### Stored dataset items
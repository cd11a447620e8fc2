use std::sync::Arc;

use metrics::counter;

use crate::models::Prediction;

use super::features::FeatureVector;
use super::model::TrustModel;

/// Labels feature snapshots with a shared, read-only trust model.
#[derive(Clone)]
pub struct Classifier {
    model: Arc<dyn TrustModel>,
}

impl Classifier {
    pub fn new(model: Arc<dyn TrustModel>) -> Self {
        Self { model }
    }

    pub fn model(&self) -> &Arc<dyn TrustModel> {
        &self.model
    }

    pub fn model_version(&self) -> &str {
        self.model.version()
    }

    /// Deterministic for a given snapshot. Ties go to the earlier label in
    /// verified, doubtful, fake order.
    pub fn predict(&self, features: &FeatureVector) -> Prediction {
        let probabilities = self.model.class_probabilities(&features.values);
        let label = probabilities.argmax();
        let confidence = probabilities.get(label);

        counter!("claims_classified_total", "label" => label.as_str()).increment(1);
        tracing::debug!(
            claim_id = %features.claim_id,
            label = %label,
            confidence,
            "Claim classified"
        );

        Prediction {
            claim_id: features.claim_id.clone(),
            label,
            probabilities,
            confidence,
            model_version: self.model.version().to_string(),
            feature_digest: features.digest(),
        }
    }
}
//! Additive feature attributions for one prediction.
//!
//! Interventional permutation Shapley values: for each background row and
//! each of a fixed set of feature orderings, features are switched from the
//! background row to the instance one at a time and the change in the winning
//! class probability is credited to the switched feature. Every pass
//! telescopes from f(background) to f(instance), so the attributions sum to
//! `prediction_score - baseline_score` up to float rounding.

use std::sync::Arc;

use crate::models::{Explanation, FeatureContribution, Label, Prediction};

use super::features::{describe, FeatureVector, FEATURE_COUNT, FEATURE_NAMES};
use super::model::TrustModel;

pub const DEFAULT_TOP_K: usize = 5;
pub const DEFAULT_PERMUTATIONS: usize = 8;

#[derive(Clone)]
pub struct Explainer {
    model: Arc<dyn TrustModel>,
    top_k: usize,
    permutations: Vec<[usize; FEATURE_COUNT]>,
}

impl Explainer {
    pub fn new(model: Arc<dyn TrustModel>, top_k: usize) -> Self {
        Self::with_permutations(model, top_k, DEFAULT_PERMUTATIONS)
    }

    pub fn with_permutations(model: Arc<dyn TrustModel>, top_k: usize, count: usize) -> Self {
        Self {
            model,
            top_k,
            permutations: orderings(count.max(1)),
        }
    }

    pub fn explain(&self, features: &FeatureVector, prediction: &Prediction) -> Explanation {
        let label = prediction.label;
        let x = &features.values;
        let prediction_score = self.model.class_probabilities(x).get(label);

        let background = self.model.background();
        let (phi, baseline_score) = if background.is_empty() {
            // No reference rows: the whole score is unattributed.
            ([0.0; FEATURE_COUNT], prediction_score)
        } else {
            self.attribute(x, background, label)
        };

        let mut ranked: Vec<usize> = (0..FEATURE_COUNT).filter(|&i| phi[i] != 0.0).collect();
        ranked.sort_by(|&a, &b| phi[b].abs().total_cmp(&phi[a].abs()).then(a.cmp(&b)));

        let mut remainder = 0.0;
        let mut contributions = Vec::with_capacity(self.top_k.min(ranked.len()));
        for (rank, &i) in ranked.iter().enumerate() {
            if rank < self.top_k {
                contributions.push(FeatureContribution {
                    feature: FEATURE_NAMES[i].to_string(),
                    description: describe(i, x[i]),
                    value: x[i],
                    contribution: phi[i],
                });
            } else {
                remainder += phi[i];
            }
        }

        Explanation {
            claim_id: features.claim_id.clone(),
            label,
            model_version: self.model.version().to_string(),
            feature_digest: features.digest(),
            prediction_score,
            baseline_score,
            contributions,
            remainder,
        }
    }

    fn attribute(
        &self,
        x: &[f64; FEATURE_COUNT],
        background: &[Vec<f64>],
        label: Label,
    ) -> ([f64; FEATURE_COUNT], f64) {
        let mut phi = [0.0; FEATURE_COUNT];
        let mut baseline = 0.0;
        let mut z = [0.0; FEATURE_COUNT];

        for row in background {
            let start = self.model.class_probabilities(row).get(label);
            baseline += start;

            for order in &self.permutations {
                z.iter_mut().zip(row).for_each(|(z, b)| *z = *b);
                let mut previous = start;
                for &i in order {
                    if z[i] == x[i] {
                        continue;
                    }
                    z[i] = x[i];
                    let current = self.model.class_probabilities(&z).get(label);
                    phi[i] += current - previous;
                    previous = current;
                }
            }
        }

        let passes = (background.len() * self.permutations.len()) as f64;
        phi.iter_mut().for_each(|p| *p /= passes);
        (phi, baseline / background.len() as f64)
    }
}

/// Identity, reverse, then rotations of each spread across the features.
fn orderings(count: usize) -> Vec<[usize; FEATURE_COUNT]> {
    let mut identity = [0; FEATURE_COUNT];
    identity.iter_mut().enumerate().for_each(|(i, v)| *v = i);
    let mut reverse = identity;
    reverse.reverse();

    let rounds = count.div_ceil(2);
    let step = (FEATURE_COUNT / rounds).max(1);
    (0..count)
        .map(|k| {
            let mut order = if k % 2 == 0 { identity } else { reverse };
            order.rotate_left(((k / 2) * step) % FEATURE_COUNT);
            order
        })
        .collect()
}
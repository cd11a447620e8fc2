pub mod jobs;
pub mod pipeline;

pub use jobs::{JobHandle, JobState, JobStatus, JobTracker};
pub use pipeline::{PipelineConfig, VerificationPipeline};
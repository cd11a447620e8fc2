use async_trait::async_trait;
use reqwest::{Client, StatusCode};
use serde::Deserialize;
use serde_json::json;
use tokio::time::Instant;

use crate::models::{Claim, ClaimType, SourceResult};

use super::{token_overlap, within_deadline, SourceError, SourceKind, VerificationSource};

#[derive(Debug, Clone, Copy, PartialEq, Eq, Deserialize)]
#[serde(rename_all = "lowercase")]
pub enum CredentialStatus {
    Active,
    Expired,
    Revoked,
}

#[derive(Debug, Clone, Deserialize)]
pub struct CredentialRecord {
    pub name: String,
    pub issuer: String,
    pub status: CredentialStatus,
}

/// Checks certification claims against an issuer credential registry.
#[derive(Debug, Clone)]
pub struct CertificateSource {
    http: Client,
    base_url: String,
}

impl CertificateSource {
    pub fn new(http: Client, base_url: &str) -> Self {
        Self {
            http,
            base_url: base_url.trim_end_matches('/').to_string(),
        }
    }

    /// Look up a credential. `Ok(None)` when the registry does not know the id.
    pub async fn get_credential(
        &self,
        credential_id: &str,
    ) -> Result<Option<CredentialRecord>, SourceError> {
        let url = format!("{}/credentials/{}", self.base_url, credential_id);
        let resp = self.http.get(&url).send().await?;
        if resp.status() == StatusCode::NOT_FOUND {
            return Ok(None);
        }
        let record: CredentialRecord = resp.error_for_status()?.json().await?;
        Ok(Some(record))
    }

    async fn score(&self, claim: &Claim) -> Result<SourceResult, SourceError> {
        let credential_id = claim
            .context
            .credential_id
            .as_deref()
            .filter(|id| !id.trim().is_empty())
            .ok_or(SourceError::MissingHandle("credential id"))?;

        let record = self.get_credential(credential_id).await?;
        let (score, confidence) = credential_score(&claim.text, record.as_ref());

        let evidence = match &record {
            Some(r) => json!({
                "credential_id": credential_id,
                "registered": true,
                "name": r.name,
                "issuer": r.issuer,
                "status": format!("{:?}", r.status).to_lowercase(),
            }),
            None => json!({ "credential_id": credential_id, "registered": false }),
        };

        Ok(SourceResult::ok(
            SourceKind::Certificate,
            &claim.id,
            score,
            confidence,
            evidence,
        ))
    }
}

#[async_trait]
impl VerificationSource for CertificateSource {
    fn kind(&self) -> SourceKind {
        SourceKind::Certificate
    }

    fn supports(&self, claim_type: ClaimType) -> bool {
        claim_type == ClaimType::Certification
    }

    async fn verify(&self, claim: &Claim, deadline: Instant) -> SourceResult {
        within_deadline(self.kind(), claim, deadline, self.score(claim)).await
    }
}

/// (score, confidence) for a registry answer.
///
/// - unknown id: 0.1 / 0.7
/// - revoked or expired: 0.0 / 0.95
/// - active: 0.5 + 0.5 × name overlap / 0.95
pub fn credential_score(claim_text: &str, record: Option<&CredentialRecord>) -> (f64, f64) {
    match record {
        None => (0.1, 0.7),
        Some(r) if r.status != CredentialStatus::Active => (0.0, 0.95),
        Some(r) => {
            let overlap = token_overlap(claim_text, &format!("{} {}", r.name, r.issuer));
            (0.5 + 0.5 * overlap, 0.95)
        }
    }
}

### EXERCISE DETAILS
Up to and including the line that contains "let label = probabilities.argmax();", restate word for word every line of the entries, starting from the first.

### RESPONSE AREA
repository cd11a447620e8fc2
use std::sync::Arc;

use metrics::counter;

use crate::models::Prediction;

use super::features::FeatureVector;
use super::model::TrustModel;

/// Labels feature snapshots with a shared, read-only trust model.
#[derive(Clone)]
pub struct Classifier {
    model: Arc<dyn TrustModel>,
}

impl Classifier {
    pub fn new(model: Arc<dyn TrustModel>) -> Self {
        Self { model }
    }

    pub fn model(&self) -> &Arc<dyn TrustModel> {
        &self.model
    }

    pub fn model_version(&self) -> &str {
        self.model.version()
    }

    /// Deterministic for a given snapshot. Ties go to the earlier label in
    /// verified, doubtful, fake order.
    pub fn predict(&self, features: &FeatureVector) -> Prediction {
        let probabilities = self.model.class_probabilities(&features.values);
        let label = probabilities.argmax();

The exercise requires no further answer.